Mr. Pratt is a junior at the School of the Museum of Fine Arts in Boston, where he studies photography. The work acquired by the Athenaeum is a collection of prints that depicts areas of Greater Boston that have become derelict or otherwise suffered the effects of poverty, cultural isolation and neglect.

According to curator of prints and photographs Sally Pierce, these areas are underrepresented at the Athenaeum, whose collection has historically been particularly strong in views of Boston and New England. The acquisition of Mr. Pratt’s work strengthens those views, broadening the perception of what’s picturesque in the city’s environments.

Mr. Pratt considers himself to be a documentarian. His photography is an extension of that duty, he said, and is his primary medium, but he also makes use of print-making and collage. The latter often involves found objects, which, according to Mr. Pratt, “are just as reflective as a photograph, as a document of time and space.”

Mr. Pratt prefers not to deal too heavily in the conceptual when documenting his subjects. “My work, it’s not overly heady,” he said. But he does operate from a particular perspective: that of an Islander.

“Martha’s Vineyard is an Island, sure. But so is everywhere else. The Vineyard is bordered by water, but it’s also bordered by other things. There are always borders, outer limits, to every zone, whether they be geographic, economic or fear-based. People make these designations for themselves.”

The centerpiece of the portfolio Mr. Pratt sold to the museum is a triptych entitled Wonderland that features both photographic prints and collage. Mr. Pratt calls it a “collaged response piece.”

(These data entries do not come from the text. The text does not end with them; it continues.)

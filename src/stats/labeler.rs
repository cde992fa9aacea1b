// Bucket skeletons and the key functions that map a feeding time onto them.
// Skeleton labels and keys share the same truncation + formatting helpers below;
// a mismatch would silently drop records.

use chrono::{DateTime, Datelike, FixedOffset, TimeDelta, Timelike, Weekday};

use super::Locale;
use super::aggregator::{Rollup, Window};

pub const HOURLY_BUCKETS: usize = 24;
pub const DAILY_BUCKETS: usize = 7;
pub const WEEKLY_BUCKETS: usize = 4;

/// Weeks start on Monday for every locale.
pub const WEEK_START: Weekday = Weekday::Mon;

/// Truncates to the start of the wall-clock hour in `t`'s offset.
pub fn start_of_hour(t: DateTime<FixedOffset>) -> DateTime<FixedOffset> {
    t - TimeDelta::seconds((t.minute() * 60 + t.second()) as i64)
        - TimeDelta::nanoseconds(t.nanosecond() as i64)
}

/// Truncates to local midnight in `t`'s offset.
pub fn start_of_day(t: DateTime<FixedOffset>) -> DateTime<FixedOffset> {
    t - TimeDelta::seconds(t.num_seconds_from_midnight() as i64)
        - TimeDelta::nanoseconds(t.nanosecond() as i64)
}

/// Midnight of the most recent WEEK_START on or before `t`.
pub fn start_of_week(t: DateTime<FixedOffset>) -> DateTime<FixedOffset> {
    let days_back =
        (t.weekday().num_days_from_monday() + 7 - WEEK_START.num_days_from_monday()) % 7;
    start_of_day(t) - TimeDelta::days(days_back as i64)
}

pub fn hour_label(t: DateTime<FixedOffset>) -> String {
    format!("{:02}:00", start_of_hour(t).hour())
}

pub fn day_label(t: DateTime<FixedOffset>, locale: Locale) -> String {
    let day = start_of_day(t);
    format!("{:02} {}", day.day(), locale.month_abbrev(day.month()))
}

/// Week ordinal label relative to `now`: the week containing `now` is WEEKLY_BUCKETS,
/// older weeks count down. Weeks outside the window produce labels no skeleton holds.
pub fn week_label(
    t: DateTime<FixedOffset>,
    now: DateTime<FixedOffset>,
    locale: Locale,
) -> String {
    let weeks_back = (start_of_week(now) - start_of_week(t)).num_days().div_euclid(7);
    locale.week_label(WEEKLY_BUCKETS as i64 - weeks_back)
}

/// 24 hour buckets, oldest first, ending with the hour containing `now`. Labels are "HH:00".
pub fn build_hourly_skeleton(now: DateTime<FixedOffset>) -> Rollup {
    let current = start_of_hour(now);
    Rollup::from_labels(
        (0..HOURLY_BUCKETS)
            .rev()
            .map(|back| hour_label(current - TimeDelta::hours(back as i64))),
    )
}

/// 7 calendar-day buckets, oldest first, ending with `now`'s day. Labels are "dd MMM".
pub fn build_daily_skeleton(now: DateTime<FixedOffset>, locale: Locale) -> Rollup {
    let today = start_of_day(now);
    Rollup::from_labels(
        (0..DAILY_BUCKETS)
            .rev()
            .map(|back| day_label(today - TimeDelta::days(back as i64), locale)),
    )
}

/// 4 week buckets labeled 1..=4, oldest first. Labels are the same for every `now`;
/// membership is decided by `week_label`.
pub fn build_weekly_skeleton(_now: DateTime<FixedOffset>, locale: Locale) -> Rollup {
    Rollup::from_labels((1..=WEEKLY_BUCKETS as i64).map(|n| locale.week_label(n)))
}

/// [start of the oldest hour bucket, end of the current hour).
pub fn hourly_window(now: DateTime<FixedOffset>) -> Window {
    let current = start_of_hour(now);
    Window {
        start: current - TimeDelta::hours(HOURLY_BUCKETS as i64 - 1),
        end: current + TimeDelta::hours(1),
    }
}

/// [midnight six days ago, next midnight).
pub fn daily_window(now: DateTime<FixedOffset>) -> Window {
    let today = start_of_day(now);
    Window {
        start: today - TimeDelta::days(DAILY_BUCKETS as i64 - 1),
        end: today + TimeDelta::days(1),
    }
}

/// [start of the week three weeks back, start of next week).
pub fn weekly_window(now: DateTime<FixedOffset>) -> Window {
    let week = start_of_week(now);
    Window {
        start: week - TimeDelta::weeks(WEEKLY_BUCKETS as i64 - 1),
        end: week + TimeDelta::weeks(1),
    }
}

“I had an urge to find a place in Boston that smelled like home. The closest thing I found was in Revere, which is the seaside, but very different. It was that experience that spawned the concept that you don’t have to be around water to be on an island,” he said.

The Wonderland series was shot in December of 2007, and led directly to the series of work that comprises the bulk of Mr. Pratt’s sale to the Athenaeum: a 20-photograph series on Wan’s Convenience and Deli at Roxbury Crossing. Two blocks away from Mr. Pratt’s apartment, the store became his subject after the photographer became a regular and found a thriving microculture existing there. “It’s a real down-home place. A real island within the city,” he said.